▸ **RECORDS TO USE**
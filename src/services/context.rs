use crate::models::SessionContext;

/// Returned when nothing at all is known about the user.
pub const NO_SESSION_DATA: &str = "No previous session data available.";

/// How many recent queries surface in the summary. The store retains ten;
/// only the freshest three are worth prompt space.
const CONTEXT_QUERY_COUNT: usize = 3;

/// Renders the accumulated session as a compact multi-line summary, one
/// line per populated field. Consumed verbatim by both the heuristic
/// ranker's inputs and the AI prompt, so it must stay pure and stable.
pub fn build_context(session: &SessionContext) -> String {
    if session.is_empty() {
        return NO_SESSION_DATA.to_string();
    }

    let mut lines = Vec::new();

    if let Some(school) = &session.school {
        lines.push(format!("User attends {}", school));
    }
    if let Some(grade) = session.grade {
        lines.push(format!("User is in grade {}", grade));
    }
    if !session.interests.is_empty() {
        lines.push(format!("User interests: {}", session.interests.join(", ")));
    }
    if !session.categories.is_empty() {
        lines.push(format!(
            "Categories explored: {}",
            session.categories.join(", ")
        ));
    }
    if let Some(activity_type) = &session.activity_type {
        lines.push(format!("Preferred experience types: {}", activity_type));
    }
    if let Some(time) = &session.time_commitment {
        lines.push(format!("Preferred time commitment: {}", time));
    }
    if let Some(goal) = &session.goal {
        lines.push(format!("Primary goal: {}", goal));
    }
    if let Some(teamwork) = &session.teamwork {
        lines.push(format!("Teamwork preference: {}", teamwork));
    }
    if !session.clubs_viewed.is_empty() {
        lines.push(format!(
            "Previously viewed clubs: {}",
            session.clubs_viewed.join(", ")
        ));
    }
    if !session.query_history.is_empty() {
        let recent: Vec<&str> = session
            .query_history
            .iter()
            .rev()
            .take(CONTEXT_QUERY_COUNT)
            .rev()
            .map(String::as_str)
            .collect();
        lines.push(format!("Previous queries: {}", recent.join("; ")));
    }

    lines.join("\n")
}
...
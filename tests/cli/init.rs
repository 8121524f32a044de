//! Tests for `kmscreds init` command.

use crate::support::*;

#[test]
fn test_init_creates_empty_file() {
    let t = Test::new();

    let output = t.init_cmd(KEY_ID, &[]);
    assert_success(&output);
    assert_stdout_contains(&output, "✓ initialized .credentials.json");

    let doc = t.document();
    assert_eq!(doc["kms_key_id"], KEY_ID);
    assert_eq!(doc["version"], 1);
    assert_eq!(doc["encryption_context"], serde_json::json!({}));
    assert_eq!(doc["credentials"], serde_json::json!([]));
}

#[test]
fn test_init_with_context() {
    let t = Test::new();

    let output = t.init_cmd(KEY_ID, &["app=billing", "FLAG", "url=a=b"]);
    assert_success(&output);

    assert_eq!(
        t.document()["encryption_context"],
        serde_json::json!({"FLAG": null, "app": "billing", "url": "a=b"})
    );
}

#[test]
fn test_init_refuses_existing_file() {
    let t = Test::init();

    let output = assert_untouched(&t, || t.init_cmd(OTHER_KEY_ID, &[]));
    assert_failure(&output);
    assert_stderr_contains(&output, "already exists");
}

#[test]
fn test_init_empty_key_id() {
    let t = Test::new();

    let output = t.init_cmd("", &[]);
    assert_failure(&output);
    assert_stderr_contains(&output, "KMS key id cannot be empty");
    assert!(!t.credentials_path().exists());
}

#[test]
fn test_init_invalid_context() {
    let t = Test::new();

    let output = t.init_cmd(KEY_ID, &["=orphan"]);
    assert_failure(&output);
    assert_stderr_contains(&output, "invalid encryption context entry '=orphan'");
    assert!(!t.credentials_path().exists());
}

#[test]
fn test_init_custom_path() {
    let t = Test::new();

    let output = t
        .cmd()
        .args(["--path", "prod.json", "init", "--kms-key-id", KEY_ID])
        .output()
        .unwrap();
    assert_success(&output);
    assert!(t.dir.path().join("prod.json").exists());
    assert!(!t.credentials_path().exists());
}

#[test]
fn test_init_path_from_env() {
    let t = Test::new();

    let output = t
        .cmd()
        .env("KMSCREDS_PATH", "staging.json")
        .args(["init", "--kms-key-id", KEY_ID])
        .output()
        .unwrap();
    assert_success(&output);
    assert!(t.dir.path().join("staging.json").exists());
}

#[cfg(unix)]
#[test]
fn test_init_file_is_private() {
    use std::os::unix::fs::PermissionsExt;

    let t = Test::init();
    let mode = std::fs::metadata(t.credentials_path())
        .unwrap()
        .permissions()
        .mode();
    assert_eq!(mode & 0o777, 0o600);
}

▸ **WORK INSTRUCTIONS**
Using the entries above, extract exactly the span from the line with "filename src/services/context.rs" to the line with "both the heuristic", both lines included; leave out everything else.

▸ **REPLY**
filename src/services/context.rs
use crate::models::SessionContext;

/// Returned when nothing at all is known about the user.
pub const NO_SESSION_DATA: &str = "No previous session data available.";

/// How many recent queries surface in the summary. The store retains ten;
/// only the freshest three are worth prompt space.
const CONTEXT_QUERY_COUNT: usize = 3;

/// Renders the accumulated session as a compact multi-line summary, one
/// line per populated field. Consumed verbatim by both the heuristic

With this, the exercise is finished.